John MitchellClick image to enlargeby John Mitchell

Selecting proper lead angles can extend tool life

Selecting the correct speed and feed to run your parts is essential to optimize your output. However, it's not enough. Consider the lead angle of a turning tool. A 90° lead angle will result in an average chip thickness equal to the programmed feed rate. So a 0.008 in. (0.20 mm) feed per revolution will result in an average chip thickness of 0.008 in. (0.20 mm). Conversely, a 45° lead cutter with a 0.008 in. (0.20 mm) programmed feed rate per revolution will result in an average chip thickness of 0.005 in. (0.13 mm).

To the informed machinist, this can work to your advantage. Using a 45° lead cutter, the machinist should program his tool to feed at 0.011 in. (0.28 mm) per revolution to produce an average chip thickness of 0.008 in. (0.20 mm) while reducing the cycle time. Since the tool is in cut less time, it will extend the tool life. On the other hand, if the average chip thickness is too light, it can result in the tool "rubbing" and often "work hardening" the part and will reduce tool life dramatically.

Selecting the proper lead angle can extend your tool life. Think about the entry angle of the tool as it is introduced to the part. The most common turning insert on the market is a CNMG (an 80° included angle at the cutting tip) which has a -5° lead angle. The minus lead angle means you enter the cut with the weakest point on the insert, the nose radius. On the other hand, using a 45° lead to produce a gradual entry into the cut will lead in at the strongest point on the insert. Of course the part being produced must lend itsself to a lead angle or another operation may be required. That is, if the part being machined has a 90° shoulder, a second operation may be required or you may have to revert to the CNMG option.

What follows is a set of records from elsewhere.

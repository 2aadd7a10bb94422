//! Event transport over Redis Streams.
//!
//! The publisher appends JSON payloads with `XADD`; consumers read through
//! a consumer group (`XREADGROUP`), acknowledge processed messages with
//! `XACK`, and leave failures pending for redelivery. Delivery is
//! at-least-once, so downstream handlers must tolerate replays.

mod consumer;
mod group;
mod publisher;

pub use consumer::{EventHandler, Runnable, StreamConsumer};
pub use group::ConsumerGroup;
pub use publisher::{AnalyticsPublisher, EventPublisher, RedisStreamPublisher};

#[cfg(test)]
pub use publisher::MockEventPublisher;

Cutting forces act tangentially to the lead angle. If you use a 45° lead tool, the cutting forces will act downwardly into the part at 45°. In the case of a 90° lead, the cutting forces will act parallel to the centre line of the part. This puts little pressure on the part and instead, directs the pressure back into the chuck. A 45° lead tool will put pressure into the part and, in the case of a thin wall or small diameter part, may deflect or deform the part.

A good option is to use the obtuse corner (100° corner) of a CNMG. This will produce a 40° lead angle and allow the user to get eight corners from a CNMG rather than the traditional four corners. This is a good option for interrupted cutting.

These same principles apply to milling. A 90° milling cutter will produce an average chip thickness equal to the programmed chip per tooth. A 45° lead cutter will produce an average chip thickness of only 70 per cent of the programmed chip thickness. This allows for higher feed rates and longer tool life. However, in the case of a thin wall part being milled, the cutter may push the part down as it passes. Once the cutter has passed, "oil canning" occurs, which means the part bounces back to its original form, but in doing so, the part may end up out of spec or create a poor surface finish.

This is the basic principle behind high feed milling. Due to the lead angle, a typical high feed milling cutter will produce an average chip thickness of less than 20 per cent of the programmed chip per tooth, allowing for extremely high feed rates. The cutting force is directed down into the part and directly up into the spindle, which causes little deflection and reduces perpendicular cutting forces on the spindle, extending machine tool life. A common mistake when using high feed milling is running the cutter too slow. This can result in rubbing and can reduce tool life. A better option is to run the tool at the recommended elevated feeds taking small depths of cut and increasing each time until you achieve desired results. Take a trial cut with the recommended speed and feed, (0.060 in./1.52 mm chip per tooth), take a small depth of cut at 0.010 in. (0.25 mm) and monitor the horsepower on the machine's monitor. If everything is ok, take incremental depths of cuts at 0.020 in. (0. 508 mm), 0.030 in. (0.762 mm), then 0.040 in. (1.016 mm), etc. up to the point the horsepower is running in an optimum range.

The same idea applies to round insert (or button cutters) milling cutters, although with a round insert, the lead angle is dependent on the depth of cut. A light depth of cut produces extreme chip thinning and you can achieve high feed rates. However, when the button cutter reaches a wall, the lead angle changes quickly from a small lead angle of 10° to a 90° one, which can cause catastrophic failure. By comparison, the high feed cutter has clearances built into its design to accommodate this operation. SMT

John Mitchell is general manager for Tungaloy in Canada.